**EXERCISE GOAL:** Show me each line of the listing below where the word "conductances" appears.

**INPUT FOR THIS TASK:**
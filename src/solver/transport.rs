//! Generic steady linear transport
//!
//! # Overview
//!
//! [`solve_linear_system`] is the single routine every linear transport
//! algorithm goes through: look the throat conductance up on the phase,
//! assemble, solve, check the solution. [`GenericLinearTransport`] wraps it
//! with the state an algorithm carries between calls (boundary conditions,
//! configured property names, last result).
//!
//! Specialised algorithms such as
//! [`FickianDiffusion`](crate::algorithms::FickianDiffusion) hold a
//! `GenericLinearTransport` and add their own defaults and post-processing.

use crate::error::{Result, TransportError};
use crate::network::Network;
use crate::physics::{Phase, PropertyKey};
use crate::solver::assembly::assemble;
use crate::solver::boundary::{BoundaryCondition, BoundaryConditions};
use crate::solver::result::TransportResult;
use crate::solver::traits::SolverConfiguration;
use crate::solver::validate_values;
use tracing::{debug, info};

/// Bare property name, with a leading `pore.` or `throat.` prefix removed
///
/// `"throat.diffusive_conductance"` and `"diffusive_conductance"` both name
/// the same property. Further dots belong to the name.
pub fn property_name(key: &str) -> &str {
    key.strip_prefix("throat.")
        .or_else(|| key.strip_prefix("pore."))
        .unwrap_or(key)
}

// =================================================================================================
// Shared solve routine
// =================================================================================================

/// Solve steady linear transport on `network`
///
/// # Arguments
///
/// * `conductance` - throat property of `phase` holding the conductances
/// * `quantity` - name under which the solved pore field is reported
///
/// # Errors
///
/// - `MissingBoundaryConditions` without any Dirichlet pore
/// - `MissingProperty` when `throat.<conductance>` is not on the phase
/// - `InvalidConfiguration` for a negative or non-finite conductance
/// - any error of the configured linear solver
pub fn solve_linear_system(
    network: &Network,
    phase: &Phase,
    boundary_conditions: &BoundaryConditions,
    conductance: &str,
    quantity: &str,
    configuration: &SolverConfiguration,
) -> Result<TransportResult> {

    // ====== Step 1: Validation ======

    let solver = configuration.build()?;
    boundary_conditions.validate(network)?;
    if !boundary_conditions.has_dirichlet() {
        return Err(TransportError::MissingBoundaryConditions);
    }

    let conductance = property_name(conductance);
    let quantity = property_name(quantity);

    let key = PropertyKey::throat(conductance).to_string();
    let g = phase.values(&key)?;
    if let Some(throat) = g.iter().position(|g| !g.is_finite() || *g < 0.0) {
        return Err(TransportError::InvalidConfiguration(format!(
            "{} of throat {} is {} (must be finite and non-negative)",
            key, throat, g[throat]
        )));
    }

    // ====== Step 2: Assembly and solve ======

    let system = assemble(network, &g, boundary_conditions)?;
    let report = solver.solve(&system)?;
    validate_values(&report.solution, quantity)?;

    debug!(
        solver = solver.name(),
        iterations = report.iterations,
        residual = report.residual,
        "linear system solved"
    );

    // ====== Step 3: Build result ======

    let mut result = TransportResult::new(
        quantity,
        conductance,
        report.solution,
        g,
        boundary_conditions.clone(),
    )
    .with_convergence(report.iterations, report.residual);

    result.add_metadata("solver", solver.name());
    result.add_metadata("pores", network.num_pores().to_string());
    result.add_metadata("throats", network.num_throats().to_string());

    Ok(result)
}

// =================================================================================================
// Generic linear transport algorithm
// =================================================================================================

/// Steady linear transport algorithm bound to a network and a phase
///
/// # Lifecycle
///
/// 1. [`set_boundary_conditions`](Self::set_boundary_conditions) (repeatable)
/// 2. [`setup`](Self::setup) names the conductance and quantity
/// 3. [`run`](Self::run) computes the field
/// 4. [`rate`](Self::rate), [`calc_eff_prop`](Self::calc_eff_prop),
///    [`result`](Self::result) or [`into_result`](Self::into_result)
///
/// # Example
///
/// ```rust
/// use pnm_rs::fixtures;
/// use pnm_rs::solver::{BoundaryCondition, GenericLinearTransport};
///
/// let (network, phase) = fixtures::prepared().unwrap();
///
/// let mut transport = GenericLinearTransport::new(&network, &phase);
/// transport.set_boundary_conditions(BoundaryCondition::Dirichlet(1.0), &network.pores("left").unwrap()).unwrap();
/// transport.set_boundary_conditions(BoundaryCondition::Dirichlet(0.0), &network.pores("right").unwrap()).unwrap();
/// transport.setup("diffusive_conductance", "mole_fraction");
/// transport.run().unwrap();
///
/// let inflow = transport.rate(&network.pores("left").unwrap()).unwrap();
/// let outflow = transport.rate(&network.pores("right").unwrap()).unwrap();
/// assert!((inflow + outflow).abs() < 1e-10);
/// ```
#[derive(Debug, Clone)]
pub struct GenericLinearTransport<'a> {
    name: String,
    network: &'a Network,
    phase: &'a Phase,
    configuration: SolverConfiguration,
    boundary_conditions: BoundaryConditions,
    conductance: Option<String>,
    quantity: Option<String>,
    result: Option<TransportResult>,
    effective_property: Option<f64>,
}

impl<'a> GenericLinearTransport<'a> {
    /// Create an algorithm named "GenericLinearTransport"
    pub fn new(network: &'a Network, phase: &'a Phase) -> Self {
        Self::named("GenericLinearTransport", network, phase)
    }

    /// Create an algorithm with an explicit name
    pub fn named(name: impl Into<String>, network: &'a Network, phase: &'a Phase) -> Self {
        let name = name.into();
        debug!(algorithm = %name, phase = phase.name(), "linear transport created");
        Self {
            name,
            network,
            phase,
            configuration: SolverConfiguration::default(),
            boundary_conditions: BoundaryConditions::new(),
            conductance: None,
            quantity: None,
            result: None,
            effective_property: None,
        }
    }

    /// Replace the solver configuration
    pub fn with_configuration(mut self, configuration: SolverConfiguration) -> Self {
        self.configuration = configuration;
        self
    }

    /// Algorithm name
    pub fn name(&self) -> &str {
        &self.name
    }

    /// Network the algorithm runs on
    pub fn network(&self) -> &'a Network {
        self.network
    }

    /// Phase providing the conductances
    pub fn phase(&self) -> &'a Phase {
        self.phase
    }

    /// Solver configuration
    pub fn configuration(&self) -> &SolverConfiguration {
        &self.configuration
    }

    /// Current boundary conditions
    pub fn boundary_conditions(&self) -> &BoundaryConditions {
        &self.boundary_conditions
    }

    /// Assign a boundary condition to pores (replaces earlier assignments)
    pub fn set_boundary_conditions(&mut self, condition: BoundaryCondition, pores: &[usize]) -> Result<()> {
        self.boundary_conditions.set(self.network, condition, pores)?;
        debug!(
            algorithm = %self.name,
            condition = %condition,
            pores = pores.len(),
            "boundary condition set"
        );
        Ok(())
    }

    /// Remove every boundary condition
    pub fn clear_boundary_conditions(&mut self) {
        self.boundary_conditions.clear();
    }

    /// Name the conductance and quantity used by the next solve
    ///
    /// Element prefixes are accepted and stripped:
    /// `"throat.diffusive_conductance"` is stored as `"diffusive_conductance"`.
    pub fn setup(&mut self, conductance: &str, quantity: &str) {
        self.conductance = Some(property_name(conductance).to_string());
        self.quantity = Some(property_name(quantity).to_string());
    }

    /// Configured conductance name
    pub fn conductance(&self) -> Option<&str> {
        self.conductance.as_deref()
    }

    /// Configured quantity name
    pub fn quantity(&self) -> Option<&str> {
        self.quantity.as_deref()
    }

    /// Solve with the names given to [`setup`](Self::setup)
    ///
    /// # Errors
    ///
    /// `NotConfigured` when `setup` was never called, otherwise the errors of
    /// [`solve_linear_system`]. On error the previous result is kept.
    pub fn run(&mut self) -> Result<()> {
        let (Some(conductance), Some(quantity)) = (&self.conductance, &self.quantity) else {
            return Err(TransportError::NotConfigured(self.name.clone()));
        };

        let result = solve_linear_system(
            self.network,
            self.phase,
            &self.boundary_conditions,
            conductance,
            quantity,
            &self.configuration,
        )?;

        self.store_result(result);
        Ok(())
    }

    /// Keep a freshly solved result, invalidating any derived property
    pub(crate) fn store_result(&mut self, result: TransportResult) {
        info!(
            algorithm = %self.name,
            quantity = result.quantity(),
            iterations = result.iterations(),
            "linear transport solved"
        );
        self.result = Some(result);
        self.effective_property = None;
    }

    /// Result of the last successful solve
    pub fn result(&self) -> Result<&TransportResult> {
        self.result
            .as_ref()
            .ok_or_else(|| TransportError::NotSolved(self.name.clone()))
    }

    /// Consume the algorithm and keep its result
    pub fn into_result(self) -> Result<TransportResult> {
        self.result.ok_or(TransportError::NotSolved(self.name))
    }

    /// Net rate leaving `pores` into the rest of the network
    pub fn rate(&self, pores: &[usize]) -> Result<f64> {
        self.result()?.rate(self.network, pores)
    }

    /// Effective conductance-weighted transport coefficient of the domain
    ///
    /// Uses the boundary conditions of the last solve: pores held at the
    /// highest Dirichlet value form the inlet face, pores at the lowest
    /// value the outlet face.
    ///
    /// ```text
    /// K = |rate(inlets)| · L / (A · ΔBC)
    /// ```
    ///
    /// `L` is the distance between the faces along the flow axis and `A` the
    /// inlet face area normal to it.
    ///
    /// # Errors
    ///
    /// - `NotSolved` before a successful solve
    /// - `InvalidBoundaryConditions` without two distinct Dirichlet values
    pub fn calc_eff_prop(&self) -> Result<f64> {
        let result = self.result()?;
        let faces = result.boundary_conditions().dirichlet_faces()?;

        let axis = self.network.flow_axis(&faces.inlets, &faces.outlets)?;
        let length = self.network.domain_length(&faces.inlets, &faces.outlets)?;
        let area = self.network.domain_area(&faces.inlets, axis)?;
        let flow = result.rate(self.network, &faces.inlets)?;

        let value = flow.abs() * length / (area * (faces.high - faces.low));

        debug!(
            algorithm = %self.name,
            axis,
            length,
            area,
            flow,
            value,
            "effective property computed"
        );

        Ok(value)
    }

    /// Last stored effective property
    pub fn effective_property(&self) -> Option<f64> {
        self.effective_property
    }

    /// Store an effective property derived from the current result
    pub(crate) fn set_effective_property(&mut self, value: f64) {
        self.effective_property = Some(value);
    }
}

// =================================================================================================
// Tests
// =================================================================================================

**REPLY TO THE TASK:**
/// * `conductance` - throat property of `phase` holding the conductances
    /// Phase providing the conductances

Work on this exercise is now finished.